> **TRY IT**: When a line in the entries contains the word "insert", copy that line in full.
☆ ☆ ☆
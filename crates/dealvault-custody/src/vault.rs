//! In-memory host: native balances, token registry, and escrow custody.
//!
//! The [`Vault`] stands in for the execution environment the ledger runs
//! on. It owns every account's balances, the registry of fungible tokens
//! with their allowances, and the custody account whose holdings back open
//! deals and pending fees.

use std::collections::{HashMap, HashSet};

use dealvault_types::{Address, AssetId, DealvaultError, Result, constants};

use crate::adapter::TransferAdapter;
use crate::balances::BalanceBook;
use crate::token::{Token, TokenInfo, TransferBehavior};

/// Simulated host holding all balances, with escrow custody at `custody`.
#[derive(Debug)]
pub struct Vault {
    /// The account that holds escrowed funds.
    custody: Address,
    /// Every account's holdings, custody included.
    book: BalanceBook,
    /// Registered fungible tokens by contract address.
    tokens: HashMap<Address, Token>,
    /// Accounts whose native receive hook rejects incoming value.
    rejects_native: HashSet<Address>,
}

impl Vault {
    /// Create a host whose escrow custody lives at `custody`.
    #[must_use]
    pub fn new(custody: Address) -> Self {
        Self {
            custody,
            book: BalanceBook::new(),
            tokens: HashMap::new(),
            rejects_native: HashSet::new(),
        }
    }

    /// The custody account address.
    #[must_use]
    pub fn custody_address(&self) -> Address {
        self.custody
    }

    /// Register a fungible token at `contract`. Re-registering replaces
    /// metadata but keeps balances.
    pub fn register_token(&mut self, contract: Address, info: TokenInfo) -> AssetId {
        self.tokens.insert(contract, Token::new(info));
        AssetId::Token(contract)
    }

    /// Create `amount` of `asset` out of thin air for `owner`.
    ///
    /// # Errors
    /// `UnknownAsset` for unregistered tokens, `BalanceOverflow`.
    pub fn mint(&mut self, asset: AssetId, owner: Address, amount: u128) -> Result<()> {
        self.ensure_known(&asset)?;
        self.book.credit(owner, asset, amount)
    }

    /// Approve custody to pull up to `amount` of `token` from `owner`.
    ///
    /// # Errors
    /// `UnknownAsset` if `token` is native or unregistered.
    pub fn approve(&mut self, token: AssetId, owner: Address, amount: u128) -> Result<()> {
        self.token_mut(&token)?.approve(owner, amount);
        Ok(())
    }

    /// Remaining allowance of `owner` toward custody for `token`.
    #[must_use]
    pub fn allowance(&self, token: AssetId, owner: Address) -> u128 {
        match token {
            AssetId::Token(addr) => self.tokens.get(&addr).map_or(0, |t| t.allowance(owner)),
            AssetId::Native => 0,
        }
    }

    /// Change how `token` responds to transfers.
    ///
    /// # Errors
    /// `UnknownAsset` if `token` is native or unregistered.
    pub fn set_token_behavior(&mut self, token: AssetId, behavior: TransferBehavior) -> Result<()> {
        self.token_mut(&token)?.behavior = behavior;
        Ok(())
    }

    /// Make `account` reject (or accept again) incoming native value.
    pub fn set_rejects_native(&mut self, account: Address, rejects: bool) {
        if rejects {
            self.rejects_native.insert(account);
        } else {
            self.rejects_native.remove(&account);
        }
    }

    /// Balance of `owner` in `asset`.
    #[must_use]
    pub fn balance_of(&self, owner: Address, asset: AssetId) -> u128 {
        self.book.balance(owner, asset)
    }

    /// Total supply of `asset` across all accounts, custody included.
    #[must_use]
    pub fn total_supply(&self, asset: AssetId) -> u128 {
        self.book.total_supply(asset)
    }

    /// Metadata of a registered token.
    #[must_use]
    pub fn token_info(&self, asset: &AssetId) -> Option<&TokenInfo> {
        match asset {
            AssetId::Token(addr) => self.tokens.get(addr).map(|t| &t.info),
            AssetId::Native => None,
        }
    }

    fn ensure_known(&self, asset: &AssetId) -> Result<()> {
        match asset {
            AssetId::Native => Ok(()),
            AssetId::Token(addr) if self.tokens.contains_key(addr) => Ok(()),
            AssetId::Token(_) => Err(DealvaultError::UnknownAsset(*asset)),
        }
    }

    fn token_mut(&mut self, asset: &AssetId) -> Result<&mut Token> {
        match asset {
            AssetId::Token(addr) => self
                .tokens
                .get_mut(addr)
                .ok_or(DealvaultError::UnknownAsset(*asset)),
            AssetId::Native => Err(DealvaultError::UnknownAsset(*asset)),
        }
    }

    /// Custody moving value to itself would record a flow that never happened.
    fn ensure_not_custody(&self, asset: AssetId, counterparty: Address) -> Result<()> {
        if counterparty == self.custody {
            return Err(DealvaultError::TransferRejected {
                asset,
                reason: "custody cannot transfer to itself".into(),
            });
        }
        Ok(())
    }

    fn check_behavior(asset: AssetId, behavior: TransferBehavior) -> Result<()> {
        match behavior {
            TransferBehavior::Standard => Ok(()),
            TransferBehavior::ReturnsFalse => Err(DealvaultError::TransferRejected {
                asset,
                reason: "token transfer returned false".into(),
            }),
            TransferBehavior::Reverts => Err(DealvaultError::TransferRejected {
                asset,
                reason: "token transfer reverted".into(),
            }),
        }
    }
}

impl TransferAdapter for Vault {
    fn deposit(
        &mut self,
        asset: &AssetId,
        payer: Address,
        amount: u128,
        attached_value: u128,
    ) -> Result<()> {
        self.ensure_not_custody(*asset, payer)?;
        match *asset {
            AssetId::Native => {
                if attached_value != amount {
                    return Err(DealvaultError::ValueMismatch {
                        attached: attached_value,
                        required: amount,
                    });
                }
                self.book.transfer(payer, self.custody, *asset, amount)?;
            }
            AssetId::Token(addr) => {
                if attached_value != 0 {
                    return Err(DealvaultError::ValueMismatch {
                        attached: attached_value,
                        required: 0,
                    });
                }
                let custody = self.custody;
                let token = self
                    .tokens
                    .get_mut(&addr)
                    .ok_or(DealvaultError::UnknownAsset(*asset))?;
                let approved = token.allowance(payer);
                if approved < amount {
                    return Err(DealvaultError::InsufficientAllowance {
                        asset: *asset,
                        needed: amount,
                        approved,
                    });
                }
                Self::check_behavior(*asset, token.behavior)?;
                self.book.transfer(payer, custody, *asset, amount)?;
                token.spend_allowance(payer, amount);
            }
        }
        tracing::debug!(asset = %asset, payer = %payer, amount = %amount, "Deposit into custody");
        Ok(())
    }

    fn payout(&mut self, asset: &AssetId, recipient: Address, amount: u128) -> Result<()> {
        self.ensure_not_custody(*asset, recipient)?;
        match *asset {
            AssetId::Native => {
                if self.rejects_native.contains(&recipient) {
                    return Err(DealvaultError::TransferRejected {
                        asset: *asset,
                        reason: format!("recipient {recipient} rejected native transfer"),
                    });
                }
            }
            AssetId::Token(addr) => {
                let token = self
                    .tokens
                    .get(&addr)
                    .ok_or(DealvaultError::UnknownAsset(*asset))?;
                Self::check_behavior(*asset, token.behavior)?;
            }
        }
        self.book.transfer(self.custody, recipient, *asset, amount)?;
        tracing::debug!(asset = %asset, recipient = %recipient, amount = %amount, "Payout from custody");
        Ok(())
    }

    fn custody_account(&self) -> Address {
        self.custody
    }

    fn custody_balance(&self, asset: &AssetId) -> u128 {
        self.book.balance(self.custody, *asset)
    }

    fn decimals(&self, asset: &AssetId) -> Option<u32> {
        match asset {
            AssetId::Native => Some(constants::NATIVE_DECIMALS),
            AssetId::Token(_) => self.token_info(asset).map(|i| i.decimals),
        }
    }
}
☆ ☆ ☆
> **SOLUTION FOR THIS TASK**:
        self.tokens.insert(contract, Token::new(info));
            self.rejects_native.insert(account);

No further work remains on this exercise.